The annual $1 million Genesis Prize, dubbed the “Jewish Nobel” by TIME magazine, honors extraordinary individuals for their outstanding professional achievement, contribution to humanity, and commitment to Jewish values.
The award recognizes Spielberg’s outstanding achievement as one the most influential filmmakers in the history of cinema; his social activism and prolific philanthropy; and his principled stance against anti-Semitism and all forms of intolerance. The Prize also recognizes his extraordinary work to preserve the memory of the Holocaust and prevent future genocides through film, public advocacy and philanthropy.
For the first time in the history of the Genesis Prize, the voice of global Jewry was a major factor in Laureate selection. Two hundred thousand Jews on six continents cast their votes for the 2021 Laureate; millions more engaged on social media. While the Prize Committee had the ultimate discretion about the selection of the recipient of this prestigious award, the fact Spielberg received the most votes was a major determining factor.
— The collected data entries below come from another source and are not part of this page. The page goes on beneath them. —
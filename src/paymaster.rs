use crate::encoding::{self, fmt_address};
use crate::error::{Error, Result};
use crate::types::UserOperationDraft;
use async_trait::async_trait;
use ethers::types::{Address, Bytes, U256};
use serde_json::Value;
use std::sync::atomic::{AtomicU64, Ordering};
use std::sync::Arc;
use std::time::{Duration, SystemTime, UNIX_EPOCH};

/// Default JSON-RPC method of the sponsorship round.
pub const DEFAULT_SPONSORSHIP_METHOD: &str = "zan_requestPaymasterAndData";

/// Produces JSON-RPC request ids. Ids must never repeat within a process.
pub trait IdSource: Send + Sync {
    fn next_id(&self) -> u64;
}

/// Wall-clock milliseconds, bumped when two requests land in the same millisecond.
#[derive(Debug, Default)]
pub struct ClockIds {
    last: AtomicU64,
}

impl IdSource for ClockIds {
    fn next_id(&self) -> u64 {
        let now = SystemTime::now()
            .duration_since(UNIX_EPOCH)
            .unwrap_or_else(|_| Duration::from_secs(0))
            .as_millis() as u64;
        let mut prev = self.last.load(Ordering::Relaxed);
        loop {
            let next = now.max(prev + 1);
            match self
                .last
                .compare_exchange_weak(prev, next, Ordering::Relaxed, Ordering::Relaxed)
            {
                Ok(_) => return next,
                Err(actual) => prev = actual,
            }
        }
    }
}

/// Counts up from a fixed start; deterministic ids for tests and replays.
#[derive(Debug)]
pub struct SequentialIds(AtomicU64);

impl SequentialIds {
    pub fn starting_at(start: u64) -> Self {
        Self(AtomicU64::new(start))
    }
}

impl IdSource for SequentialIds {
    fn next_id(&self) -> u64 {
        self.0.fetch_add(1, Ordering::Relaxed)
    }
}

/// Gas and fee values a paymaster is willing to sponsor. Present fields override the
/// draft's own estimates.
#[derive(Clone, Debug, Default, PartialEq, Eq)]
pub struct GasOverrides {
    pub call_gas_limit: Option<U256>,
    pub verification_gas_limit: Option<U256>,
    pub pre_verification_gas: Option<U256>,
    pub max_fee_per_gas: Option<U256>,
    pub max_priority_fee_per_gas: Option<U256>,
}

impl GasOverrides {
    pub fn is_empty(&self) -> bool {
        *self == Self::default()
    }
}

#[derive(Clone, Debug, PartialEq, Eq)]
pub struct Sponsorship {
    pub request_id: u64,
    pub paymaster_and_data: Bytes,
    pub overrides: GasOverrides,
}

/// The off-chain side of a paymaster.
#[async_trait]
pub trait Sponsor: Send + Sync {
    /// Final sponsorship for a draft whose gas and fee fields are settled.
    async fn request_sponsorship(
        &self,
        draft: &UserOperationDraft,
        policy_id: &str,
        entry_point: Address,
    ) -> Result<Sponsorship>;

    /// Placeholder `paymasterAndData` good enough for simulation.
    async fn request_stub(
        &self,
        draft: &UserOperationDraft,
        policy_id: &str,
        entry_point: Address,
        method: &str,
    ) -> Result<Bytes>;
}

/// JSON-RPC client for a paymaster sponsorship service.
#[derive(Clone)]
pub struct PaymasterClient {
    url: String,
    method: String,
    http: reqwest::Client,
    ids: Arc<dyn IdSource>,
}

impl PaymasterClient {
    pub fn new(url: String, method: String, http: reqwest::Client, ids: Arc<dyn IdSource>) -> Self {
        Self {
            url,
            method,
            http,
            ids,
        }
    }

    async fn rpc(
        &self,
        method: &str,
        draft: &UserOperationDraft,
        policy_id: &str,
        entry_point: Address,
    ) -> Result<(u64, Value)> {
        let id = self.ids.next_id();
        let req = build_request(id, method, draft, policy_id, entry_point);
        tracing::debug!(request_id = id, %method, request = %req, "paymaster request");

        let resp = self
            .http
            .post(&self.url)
            .json(&req)
            .send()
            .await
            .map_err(|e| Error::Transport {
                endpoint: self.url.clone(),
                message: e.to_string(),
            })?;

        let status = resp.status();
        if !status.is_success() {
            tracing::warn!(request_id = id, status = status.as_u16(), "paymaster HTTP error");
            return Err(Error::PaymasterHttp {
                status: status.as_u16(),
                request_id: id,
            });
        }

        let body: Value = resp.json().await.map_err(|e| Error::PaymasterProtocol {
            request_id: id,
            reason: format!("failed to decode JSON: {e}"),
        })?;
        tracing::debug!(request_id = id, response = %body, "paymaster response");

        if let Some(err) = body.get("error") {
            return Err(Error::PaymasterProtocol {
                request_id: id,
                reason: format!("RPC error: {err}"),
            });
        }

        let result = body.get("result").cloned().ok_or_else(|| Error::PaymasterProtocol {
            request_id: id,
            reason: "missing result field".to_string(),
        })?;
        Ok((id, result))
    }
}

#[async_trait]
impl Sponsor for PaymasterClient {
    async fn request_sponsorship(
        &self,
        draft: &UserOperationDraft,
        policy_id: &str,
        entry_point: Address,
    ) -> Result<Sponsorship> {
        let (id, result) = self.rpc(&self.method, draft, policy_id, entry_point).await?;
        let sponsorship = parse_sponsorship(id, &result)?;
        tracing::info!(
            request_id = id,
            paymaster_and_data = %encoding::fmt_bytes(&sponsorship.paymaster_and_data),
            overrides = !sponsorship.overrides.is_empty(),
            "paymaster sponsored user operation"
        );
        Ok(sponsorship)
    }

    async fn request_stub(
        &self,
        draft: &UserOperationDraft,
        policy_id: &str,
        entry_point: Address,
        method: &str,
    ) -> Result<Bytes> {
        let (id, result) = self.rpc(method, draft, policy_id, entry_point).await?;
        parse_paymaster_and_data(id, &result)
    }
}

fn build_request(
    id: u64,
    method: &str,
    draft: &UserOperationDraft,
    policy_id: &str,
    entry_point: Address,
) -> Value {
    serde_json::json!({
        "jsonrpc": "2.0",
        "method": method,
        "params": {
            "policyId": policy_id,
            "entryPoint": fmt_address(entry_point),
            "userOperation": encoding::draft_to_json(draft),
        },
        "id": id,
    })
}

fn parse_paymaster_and_data(request_id: u64, result: &Value) -> Result<Bytes> {
    let s = result
        .get("paymasterAndData")
        .and_then(|x| x.as_str())
        .ok_or_else(|| Error::PaymasterProtocol {
            request_id,
            reason: "missing result.paymasterAndData".to_string(),
        })?;
    encoding::parse_bytes(s).map_err(|e| Error::PaymasterProtocol {
        request_id,
        reason: format!("invalid hex in paymasterAndData: {e}"),
    })
}

fn parse_sponsorship(request_id: u64, result: &Value) -> Result<Sponsorship> {
    let paymaster_and_data = parse_paymaster_and_data(request_id, result)?;

    let field = |key: &str| -> Result<Option<U256>> {
        match result.get(key) {
            None | Some(Value::Null) => Ok(None),
            Some(Value::String(s)) => encoding::parse_u256_quantity(s).map(Some).map_err(|e| {
                Error::PaymasterProtocol {
                    request_id,
                    reason: format!("invalid {key}: {e}"),
                }
            }),
            Some(Value::Number(n)) => n.as_u64().map(|v| Some(U256::from(v))).ok_or_else(|| {
                Error::PaymasterProtocol {
                    request_id,
                    reason: format!("invalid {key}: {n}"),
                }
            }),
            Some(other) => Err(Error::PaymasterProtocol {
                request_id,
                reason: format!("invalid {key}: {other}"),
            }),
        }
    };

    Ok(Sponsorship {
        request_id,
        paymaster_and_data,
        overrides: GasOverrides {
            call_gas_limit: field("callGasLimit")?,
            verification_gas_limit: field("verificationGasLimit")?,
            pre_verification_gas: field("preVerificationGas")?,
            max_fee_per_gas: field("maxFeePerGas")?,
            max_priority_fee_per_gas: field("maxPriorityFeePerGas")?,
        },
    })
}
“The Genesis Prize celebrates Steven Spielberg’s unique talent, his commitment to making the world a better place, and his unparalleled contribution to teaching the post-war generations about the horrors of the Holocaust,” said Stan Polovets, Co-Founder and Chairman of GPF. “We are delighted to welcome Steven Spielberg to the distinguished family of Genesis Prize honorees, which includes such luminaries as Justice Ruth Bader Ginsburg, Natan Sharansky, and Michael Bloomberg.”
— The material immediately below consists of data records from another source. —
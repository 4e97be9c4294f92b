// Copyright 2025 the Overstory Authors
// SPDX-License-Identifier: Apache-2.0 OR MIT

//! Public types for tracked surfaces: identifiers, flags, and per-surface
//! configuration.

use overstory_placement::{CornerSpec, FlipPolicy, PlacementSpec};

/// Identifier for a tracked surface (generational).
#[derive(Copy, Clone, Debug, Eq, PartialEq, Hash)]
pub struct SurfaceId(pub(crate) u32, pub(crate) u32);

impl SurfaceId {
    pub(crate) const fn new(idx: u32, generation: u32) -> Self {
        Self(idx, generation)
    }

    pub(crate) const fn idx(self) -> usize {
        self.0 as usize
    }
}

bitflags::bitflags! {
    /// Surface flags controlling positioning participation.
    #[derive(Clone, Copy, Debug, PartialEq, Eq, Hash)]
    pub struct SurfaceFlags: u8 {
        /// Surface uses fixed positioning; it can go stale on window scroll
        /// or resize without any element-level mutation firing, so it is
        /// included in window-level re-placement passes.
        const FIXED = 0b0000_0001;
        /// Skip automatic positioning entirely. Placement passes no-op and
        /// no z-index is assigned; the host manages this surface itself.
        const SKIP_AUTO = 0b0000_0010;
    }
}

impl Default for SurfaceFlags {
    fn default() -> Self {
        Self::empty()
    }
}

/// How the surface's width relates to its anchor's width.
///
/// Applied before corner math, so overflow resolution sees the final size.
#[derive(Copy, Clone, Debug, Default, PartialEq, Eq, Hash)]
pub enum WidthPolicy {
    /// Use the measured content width as-is.
    #[default]
    Content,
    /// Force the surface to exactly the anchor's width.
    Relative,
    /// Widen the surface to at least the anchor's width; measured content
    /// wider than the anchor keeps its own width.
    Adaptive,
}

/// Configuration for one tracked floating surface.
#[derive(Clone, Debug)]
pub struct SurfaceRecord {
    /// Corner pair or explicit point override.
    pub spec: PlacementSpec,
    /// When the flip decision is recomputed.
    pub flip_policy: FlipPolicy,
    /// Grace margin below which overflow does not trigger a flip.
    pub flip_margin: f64,
    /// Width coupling to the anchor.
    pub width: WidthPolicy,
    /// Positioning participation flags.
    pub flags: SurfaceFlags,
    /// Explicit z-index pin for a top-level surface. Values below 1 are
    /// ignored and stacking assigns the base as usual.
    pub pinned_z: Option<i32>,
    /// Host key grouping surfaces whose anchors share a resizing container.
    /// A size change reported for the group re-places every member.
    pub anchor_group: Option<u64>,
}

impl Default for SurfaceRecord {
    fn default() -> Self {
        Self {
            spec: PlacementSpec::Corners(CornerSpec::default()),
            flip_policy: FlipPolicy::default(),
            flip_margin: 0.0,
            width: WidthPolicy::default(),
            flags: SurfaceFlags::default(),
            pinned_z: None,
            anchor_group: None,
        }
    }
}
This is the latest in a series of prominent awards bestowed on Spielberg, which among others include the Presidential Medal of Freedom, the highest civilian award of the United States; Legion d’Honneur, the highest order of the French Republic, and Germany’s Federal Cross of Merit.
“Spielberg is a great Jewish visionary and storyteller,” said the legendary human rights activist Natan Sharansky, who was awarded the Genesis Prize in 2020. “Key Jewish themes are often woven into his narratives: importance of identity and belonging, maintaining humanity in a ruthless world, caring for the other, and honoring the moral obligation to do the right thing. His talent makes them universal: told by Spielberg, these stories come alive in people’s hearts across the globe.”
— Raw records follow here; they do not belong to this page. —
// Copyright 2025 the Overstory Authors
// SPDX-License-Identifier: Apache-2.0 OR MIT

//! Overstory Menu: a host-agnostic interaction state machine for nested
//! menus.
//!
//! ## Overview
//!
//! This crate decides *when* menus open and close; where their surfaces go
//! is `overstory_placement`'s job, and tracking those surfaces is
//! `overstory_surface`'s. A [`MenuTree`] owns one node per mounted menu with
//! an explicit parent pointer, and every interaction (clicks, hover intent,
//! keyboard, item selection) is an operation on the tree that returns the
//! [`MenuEvent`]s it caused, in order.
//!
//! - Transient opens (hover) auto-close on sustained pointer-leave;
//!   persistent opens (click, keyboard, programmatic) wait for explicit
//!   dismissal.
//! - Closing cascades depth-first through open descendants.
//! - Opening a submenu evicts transiently open sibling subtrees immediately,
//!   without waiting out their leave delay.
//! - Cursor-anchored menus record the click position and expose it as an
//!   explicit placement override via [`MenuTree::placement_spec_for`].
//!
//! ## Time and cancellation
//!
//! Hover and leave debouncing are the only suspension points. They are
//! deadline entries, not sleeps: the host reads
//! [`MenuTree::next_deadline`], waits however it likes, and calls
//! [`MenuTree::advance`] with the current time in milliseconds. Everything
//! that invalidates an intent (re-entry, sibling eviction, explicit close,
//! unmount) cancels the entry synchronously, so a stale intent can never
//! fire against changed state or a freed node.
//!
//! ## Keyboard contract
//!
//! While [`MenuTree::any_open`] is true the host should intercept
//! Enter/Space/Escape before its own defaults. Escape goes to
//! [`MenuTree::escape`], which dismisses only the top-most open menu
//! ([`MenuTree::topmost_open`]) — an underlying dialog must not see the
//! event.
//!
//! ## Features
//!
//! - `std` (default): enables `std` support for dependencies such as `kurbo`.
//! - `libm`: enables `no_std` + `alloc` builds that rely on `libm` for
//!   floating-point math.
//!
//! This crate is `no_std` and uses `alloc`.

#![no_std]

extern crate alloc;

mod timers;
mod tree;
mod types;

pub use tree::MenuTree;
pub use types::{
    ActivationMode, DEFAULT_HOVER_DELAY_MS, MenuConfig, MenuEvent, MenuFlags, MenuId, MenuKey,
    PointerButton, Trigger,
};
Steven Spielberg becomes the 9th Genesis Prize honoree. All previous Laureates chose to direct the $1 million Prize award to philanthropic causes about which they were passionate. Sharansky, who preceded Spielberg as the Genesis Prize Laureate, directed his $1 million award to support individuals and organizations working to alleviate the Covid-19 health crisis and prevent future pandemics.
“Congratulations to Steven Spielberg on this important Jewish award,” said Isaac Herzog, Chairman of the Jewish Agency for Israel and Chairman of the Genesis Prize Selection Committee. “He is an example of great Jewish talent, whose extraordinary work in film and philanthropy is infused with the values of his people – a quest for justice, compassion, humanism, and a heartfelt desire to make the world a better place.”
Steven Spielberg is widely considered to be the most successful film director in the history of cinema. His films grossed $10bn and his imagination has captivated tens of millions of people around the world. After establishing his reputation with blockbuster films such as Jaws, ET, Jurassic Park and Indiana Jones, he began to explore serious topics such as justice, slavery, women’s rights, corruption, and morality of war in films such as Saving Private Ryan, Lincoln, The Color Purple, The Post, Munich and Bridge of Spies.
His films also have delivered compelling narratives of Jewish history and present day events – the Holocaust, terrorism, and the maturing of the State of Israel. Spielberg’s 1993 masterpiece Schindler’s List has had a profound impact on humanity’s perception and awareness of the Holocaust. Fifty years after the Shoah, Spielberg’s film fostered a strong emotional connection with this tragedy for a vast, global audience – touching the post-war generations in a way that no other medium could. Spielberg channeled all of his proceeds from Schindler’s List to fund philanthropic causes – both Jewish and non-Jewish. In 1994, he established the USC Shoah Foundation, dedicated to preserving Holocaust survivor testimonies. Concerned with prevention of genocide, the Foundation also works to preserve the memory of other 20th century genocides – in Cambodia, Armenia and Rwanda. Over 55,000 survivor testimonies have been recorded to-date.
Spielberg and his wife Kate Capshaw founded the Righteous Persons Foundation, which has made more than $100 million in grants to various Jewish organizations. Through the Wunderkinder Foundation, Spielberg has given extensively to health, arts, youth and education.